Activity: Search the data for the word "filename" and copy each line that has it.

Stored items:
____________

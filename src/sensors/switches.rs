//! Setpoint DIP switches and the override trigger.
//!
//! All inputs are active-low with pull-ups: a closed switch reads LOW and
//! counts as set.  Switch `i` carries weight `1 << i`, so six switches give
//! a setpoint of 0–63 in the sensor's unit (°C).

use embedded_hal::digital::InputPin;

use crate::error::SensorError;
use crate::pins::SETPOINT_BITS;

/// Switch state decoded in one pass.
#[derive(Debug, Clone, Copy, Default, PartialEq, Eq)]
pub struct InputSnapshot {
    pub setpoint_c: u8,
    pub override_active: bool,
}

/// Decode electrical levels (`true` = HIGH) into a setpoint.
pub fn decode_setpoint(levels: [bool; SETPOINT_BITS]) -> u8 {
    levels
        .iter()
        .enumerate()
        .filter(|&(_, &high)| !high)
        .fold(0, |total, (i, _)| total | (1 << i))
}

pub struct SwitchBank<P> {
    setpoint: [P; SETPOINT_BITS],
    override_pin: P,
}

impl<P: InputPin> SwitchBank<P> {
    /// `setpoint` is in weight order (index 0 = weight 1).
    pub fn new(setpoint: [P; SETPOINT_BITS], override_pin: P) -> Self {
        Self {
            setpoint,
            override_pin,
        }
    }

    pub fn read(&mut self) -> Result<InputSnapshot, SensorError> {
        let mut levels = [true; SETPOINT_BITS];
        for (level, pin) in levels.iter_mut().zip(self.setpoint.iter_mut()) {
            *level = pin.is_high().map_err(|_| SensorError::InputReadFailed)?;
        }
        let override_active = self
            .override_pin
            .is_low()
            .map_err(|_| SensorError::InputReadFailed)?;
        Ok(InputSnapshot {
            setpoint_c: decode_setpoint(levels),
            override_active,
        })
    }
}
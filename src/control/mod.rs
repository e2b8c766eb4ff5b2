//! Control algorithms.

pub mod hysteresis;

pub use hysteresis::{CoilState, HysteresisController};
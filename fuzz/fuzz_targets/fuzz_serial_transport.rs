//! Fuzz target: `SerialTransport` interrupt/foreground interleavings
//!
//! Each input byte is one operation: the top two bits pick the context
//! (foreground send, foreground receive, receive interrupt, transmit
//! interrupt) and the rest is the payload.  A shadow model checks that
//! bytes leave the transmit side in enqueue order and that the rings never
//! report more than N-1 entries.
//!
//! cargo fuzz run fuzz_serial_transport

#![no_main]

use std::collections::VecDeque;

use libfuzzer_sys::fuzz_target;
use relaytherm::config::{OverflowPolicy, UartConfig};
use relaytherm::drivers::uart::{SerialHw, SerialTransport};
use relaytherm::error::TransportError;

struct Wire(Vec<u8>);

impl SerialHw for Wire {
    fn configure(&mut self, _: &UartConfig) -> Result<(), TransportError> {
        Ok(())
    }
    fn write_data(&mut self, byte: u8) {
        self.0.push(byte);
    }
}

fuzz_target!(|data: &[u8]| {
    let Some((&first, ops)) = data.split_first() else {
        return;
    };
    let policy = if first & 1 == 0 {
        OverflowPolicy::Overwrite
    } else {
        OverflowPolicy::DropNewest
    };

    let transport: SerialTransport<8, 4> = SerialTransport::new();
    let mut wire = Wire(Vec::new());
    transport.init(&mut wire, &UartConfig::default(), policy).unwrap();

    let mut sent = VecDeque::new();
    for &op in ops {
        let payload = op & 0x3F;
        match op >> 6 {
            0 => {
                if transport.try_send_byte(payload).is_ok() {
                    sent.push_back(payload);
                }
            }
            1 => {
                let _ = transport.try_receive_byte();
            }
            2 => transport.on_receive_complete(payload),
            _ => {
                if transport.on_transmit_ready(&mut wire) {
                    let expected = sent.pop_front();
                    assert_eq!(wire.0.last().copied(), expected, "transmit order broken");
                }
            }
        }
        assert!(transport.pending_tx() <= 7);
        assert_eq!(transport.pending_tx(), sent.len());
    }
});
//! Uptime adapter.
//!
//! Implements [`TimePort`] on top of a [`Tick`] counter.  On target this
//! is the process-wide [`TICK`](crate::drivers::hw_timer::TICK) driven by
//! the periodic timer; tests can hand in their own.

use crate::app::ports::TimePort;
use crate::drivers::tick::Tick;

pub struct TickClock {
    tick: &'static Tick,
}

impl TickClock {
    pub const fn new(tick: &'static Tick) -> Self {
        Self { tick }
    }

    /// Whole seconds since boot.
    pub fn uptime_secs(&self) -> u32 {
        self.tick.seconds()
    }
}

impl TimePort for TickClock {
    fn uptime_ms(&self) -> u32 {
        self.tick.uptime_ms()
    }
}
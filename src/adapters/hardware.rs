//! Hardware adapter: bridges real peripherals to domain port traits.
//!
//! Owns the TC74 bus, the switch bank and the coil driver, exposing them
//! through [`SensorPort`] and [`ActuatorPort`].  Generic over the
//! `embedded-hal` pin and delay types, so the same adapter runs on the
//! board and against simulated lines in tests.

use embedded_hal::delay::DelayNs;
use embedded_hal::digital::{InputPin, OutputPin};

use crate::app::ports::{ActuatorPort, SensorPort};
use crate::drivers::coil::CoilDriver;
use crate::error::{ActuatorError, SensorError};
use crate::sensors::{InputSnapshot, SwitchBank, Tc74};

/// Concrete adapter that combines all hardware behind port traits.
pub struct HardwareAdapter<SDA, SCL, D, IN, OUT> {
    sensor: Tc74<SDA, SCL, D>,
    switches: SwitchBank<IN>,
    coil: CoilDriver<OUT>,
}

impl<SDA, SCL, D, IN, OUT> HardwareAdapter<SDA, SCL, D, IN, OUT> {
    pub fn new(sensor: Tc74<SDA, SCL, D>, switches: SwitchBank<IN>, coil: CoilDriver<OUT>) -> Self {
        Self {
            sensor,
            switches,
            coil,
        }
    }
}

// ── SensorPort implementation ─────────────────────────────────

impl<SDA, SCL, D, IN, OUT> SensorPort for HardwareAdapter<SDA, SCL, D, IN, OUT>
where
    SDA: InputPin + OutputPin,
    SCL: InputPin + OutputPin,
    D: DelayNs,
    IN: InputPin,
{
    fn read_inputs(&mut self) -> Result<InputSnapshot, SensorError> {
        self.switches.read()
    }

    fn read_raw_temperature(&mut self) -> Result<u8, SensorError> {
        self.sensor.read_raw()
    }
}

// ── ActuatorPort implementation ───────────────────────────────

impl<SDA, SCL, D, IN, OUT> ActuatorPort for HardwareAdapter<SDA, SCL, D, IN, OUT>
where
    OUT: OutputPin,
{
    fn set_coil(&mut self, energized: bool) -> Result<(), ActuatorError> {
        self.coil.set(energized)
    }

    fn is_coil_on(&self) -> bool {
        self.coil.is_energized()
    }
}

____________

Completed task:
filename src/sensors/switches.rs
filename src/control/mod.rs
filename fuzz/fuzz_targets/fuzz_serial_transport.rs
filename src/adapters/hardware.rs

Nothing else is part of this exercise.